▶ YOUR GOAL
Find every line in the records below that holds the word "ApiError", and copy each one.

■ ■ ■ ■ ■ ■ ■

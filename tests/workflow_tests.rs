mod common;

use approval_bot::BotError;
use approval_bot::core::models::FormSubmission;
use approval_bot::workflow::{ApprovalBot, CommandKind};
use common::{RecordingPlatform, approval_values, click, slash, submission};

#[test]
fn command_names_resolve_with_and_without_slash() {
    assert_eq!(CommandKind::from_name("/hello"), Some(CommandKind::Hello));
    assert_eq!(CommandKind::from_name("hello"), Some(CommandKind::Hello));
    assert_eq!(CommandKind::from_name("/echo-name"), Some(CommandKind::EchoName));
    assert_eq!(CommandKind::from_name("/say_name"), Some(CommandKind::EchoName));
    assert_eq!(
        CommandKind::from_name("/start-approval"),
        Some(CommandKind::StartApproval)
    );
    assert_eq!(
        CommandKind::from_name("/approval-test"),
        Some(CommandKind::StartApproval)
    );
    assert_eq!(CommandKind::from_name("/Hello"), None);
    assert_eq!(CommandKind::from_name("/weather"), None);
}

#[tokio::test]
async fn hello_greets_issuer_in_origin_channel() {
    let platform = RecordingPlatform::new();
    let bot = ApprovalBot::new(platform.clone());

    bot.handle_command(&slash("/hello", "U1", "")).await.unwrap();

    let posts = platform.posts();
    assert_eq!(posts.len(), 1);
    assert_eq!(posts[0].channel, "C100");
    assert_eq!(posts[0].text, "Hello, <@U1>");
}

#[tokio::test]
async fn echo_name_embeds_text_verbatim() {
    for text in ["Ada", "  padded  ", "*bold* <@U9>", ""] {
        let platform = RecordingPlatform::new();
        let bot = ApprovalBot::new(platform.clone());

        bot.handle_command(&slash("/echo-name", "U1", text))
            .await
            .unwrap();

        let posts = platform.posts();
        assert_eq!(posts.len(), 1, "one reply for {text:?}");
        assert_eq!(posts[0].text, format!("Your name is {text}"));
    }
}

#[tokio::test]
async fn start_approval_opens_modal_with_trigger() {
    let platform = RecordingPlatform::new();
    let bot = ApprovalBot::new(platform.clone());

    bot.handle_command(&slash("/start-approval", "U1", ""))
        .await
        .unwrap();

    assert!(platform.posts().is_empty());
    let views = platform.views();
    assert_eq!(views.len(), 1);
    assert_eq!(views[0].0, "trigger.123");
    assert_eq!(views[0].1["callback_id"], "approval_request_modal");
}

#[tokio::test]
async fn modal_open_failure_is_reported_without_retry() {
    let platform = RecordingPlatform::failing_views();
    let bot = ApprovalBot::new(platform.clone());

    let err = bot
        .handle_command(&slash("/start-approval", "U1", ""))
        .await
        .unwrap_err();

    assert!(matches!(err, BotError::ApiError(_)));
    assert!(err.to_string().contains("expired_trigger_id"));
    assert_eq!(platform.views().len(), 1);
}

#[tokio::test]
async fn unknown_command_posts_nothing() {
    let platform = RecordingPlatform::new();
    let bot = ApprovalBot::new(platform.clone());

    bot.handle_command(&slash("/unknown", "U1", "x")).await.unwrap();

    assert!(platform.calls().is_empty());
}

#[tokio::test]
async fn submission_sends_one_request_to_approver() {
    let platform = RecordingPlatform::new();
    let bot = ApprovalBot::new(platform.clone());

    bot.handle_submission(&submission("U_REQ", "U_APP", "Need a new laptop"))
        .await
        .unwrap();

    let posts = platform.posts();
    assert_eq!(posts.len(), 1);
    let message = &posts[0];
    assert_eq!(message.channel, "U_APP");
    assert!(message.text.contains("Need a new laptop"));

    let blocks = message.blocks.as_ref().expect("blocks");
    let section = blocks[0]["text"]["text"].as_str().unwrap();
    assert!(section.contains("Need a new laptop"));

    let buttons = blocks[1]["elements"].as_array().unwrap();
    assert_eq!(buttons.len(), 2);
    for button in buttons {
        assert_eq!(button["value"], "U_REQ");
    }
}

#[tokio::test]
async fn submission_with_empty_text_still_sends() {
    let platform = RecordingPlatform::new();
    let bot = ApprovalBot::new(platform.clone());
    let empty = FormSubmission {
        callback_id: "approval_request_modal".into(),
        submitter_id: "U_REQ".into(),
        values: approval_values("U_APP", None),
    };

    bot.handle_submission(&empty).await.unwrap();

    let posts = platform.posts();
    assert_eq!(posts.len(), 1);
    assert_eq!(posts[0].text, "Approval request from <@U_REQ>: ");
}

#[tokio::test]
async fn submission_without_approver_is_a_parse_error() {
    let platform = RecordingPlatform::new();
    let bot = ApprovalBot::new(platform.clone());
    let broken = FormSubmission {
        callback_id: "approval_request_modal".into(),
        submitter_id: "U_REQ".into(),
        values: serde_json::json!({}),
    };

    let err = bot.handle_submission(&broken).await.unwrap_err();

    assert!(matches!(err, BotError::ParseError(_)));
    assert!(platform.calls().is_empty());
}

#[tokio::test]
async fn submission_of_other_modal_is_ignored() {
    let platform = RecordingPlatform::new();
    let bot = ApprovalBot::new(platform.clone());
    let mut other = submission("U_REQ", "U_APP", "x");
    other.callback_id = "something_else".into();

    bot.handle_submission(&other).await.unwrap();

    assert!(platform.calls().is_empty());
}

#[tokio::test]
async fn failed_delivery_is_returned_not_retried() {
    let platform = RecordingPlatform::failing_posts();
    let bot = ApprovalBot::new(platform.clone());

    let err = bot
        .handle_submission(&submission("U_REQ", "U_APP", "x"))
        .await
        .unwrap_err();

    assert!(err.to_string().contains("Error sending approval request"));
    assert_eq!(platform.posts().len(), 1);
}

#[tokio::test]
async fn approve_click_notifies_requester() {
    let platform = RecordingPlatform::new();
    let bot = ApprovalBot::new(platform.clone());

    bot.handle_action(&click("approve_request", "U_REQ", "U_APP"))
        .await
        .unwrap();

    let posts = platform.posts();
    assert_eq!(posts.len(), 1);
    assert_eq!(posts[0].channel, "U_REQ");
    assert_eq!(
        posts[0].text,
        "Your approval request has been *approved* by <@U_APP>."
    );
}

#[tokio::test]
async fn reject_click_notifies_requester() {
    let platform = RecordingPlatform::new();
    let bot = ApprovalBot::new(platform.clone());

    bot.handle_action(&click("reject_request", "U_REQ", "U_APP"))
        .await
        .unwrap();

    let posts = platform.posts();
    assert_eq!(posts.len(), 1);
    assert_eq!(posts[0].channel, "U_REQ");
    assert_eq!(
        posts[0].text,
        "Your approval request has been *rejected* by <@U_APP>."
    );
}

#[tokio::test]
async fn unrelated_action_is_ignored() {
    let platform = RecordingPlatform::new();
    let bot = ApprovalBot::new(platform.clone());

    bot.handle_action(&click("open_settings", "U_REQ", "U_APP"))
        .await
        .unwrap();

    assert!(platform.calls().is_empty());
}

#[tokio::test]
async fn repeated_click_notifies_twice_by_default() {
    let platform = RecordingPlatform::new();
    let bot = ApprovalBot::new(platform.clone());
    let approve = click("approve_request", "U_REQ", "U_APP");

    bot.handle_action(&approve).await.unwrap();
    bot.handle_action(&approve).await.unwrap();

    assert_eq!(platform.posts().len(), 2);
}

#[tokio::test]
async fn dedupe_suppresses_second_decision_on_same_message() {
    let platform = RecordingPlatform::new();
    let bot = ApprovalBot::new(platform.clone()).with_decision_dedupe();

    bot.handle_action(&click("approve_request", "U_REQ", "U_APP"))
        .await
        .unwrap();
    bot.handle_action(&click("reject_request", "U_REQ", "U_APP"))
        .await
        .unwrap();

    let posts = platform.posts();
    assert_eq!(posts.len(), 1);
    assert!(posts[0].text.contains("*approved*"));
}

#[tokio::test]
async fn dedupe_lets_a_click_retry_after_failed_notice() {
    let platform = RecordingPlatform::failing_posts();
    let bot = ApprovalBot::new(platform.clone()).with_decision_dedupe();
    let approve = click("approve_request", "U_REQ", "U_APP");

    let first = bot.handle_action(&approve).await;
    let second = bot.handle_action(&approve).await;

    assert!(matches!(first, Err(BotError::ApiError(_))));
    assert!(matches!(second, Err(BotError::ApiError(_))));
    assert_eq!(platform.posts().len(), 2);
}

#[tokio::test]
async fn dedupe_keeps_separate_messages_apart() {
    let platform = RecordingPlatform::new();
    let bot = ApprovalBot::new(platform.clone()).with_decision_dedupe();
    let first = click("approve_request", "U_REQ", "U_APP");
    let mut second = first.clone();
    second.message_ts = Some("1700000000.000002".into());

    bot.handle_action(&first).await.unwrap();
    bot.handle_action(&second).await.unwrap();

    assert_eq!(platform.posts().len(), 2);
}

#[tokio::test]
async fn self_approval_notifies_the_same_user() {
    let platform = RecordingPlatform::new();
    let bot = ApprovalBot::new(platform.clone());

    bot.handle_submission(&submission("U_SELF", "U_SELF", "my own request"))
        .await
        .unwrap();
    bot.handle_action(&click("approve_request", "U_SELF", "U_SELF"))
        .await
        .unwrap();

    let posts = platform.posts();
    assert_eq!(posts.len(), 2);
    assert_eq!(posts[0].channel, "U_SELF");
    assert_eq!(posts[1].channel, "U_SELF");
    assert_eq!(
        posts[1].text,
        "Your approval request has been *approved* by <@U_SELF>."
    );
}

■ ■ ■ ■ ■ ■ ■

▶ EXPECTED OUTPUT
    assert!(matches!(err, BotError::ApiError(_)));
    assert!(matches!(first, Err(BotError::ApiError(_))));
    assert!(matches!(second, Err(BotError::ApiError(_))));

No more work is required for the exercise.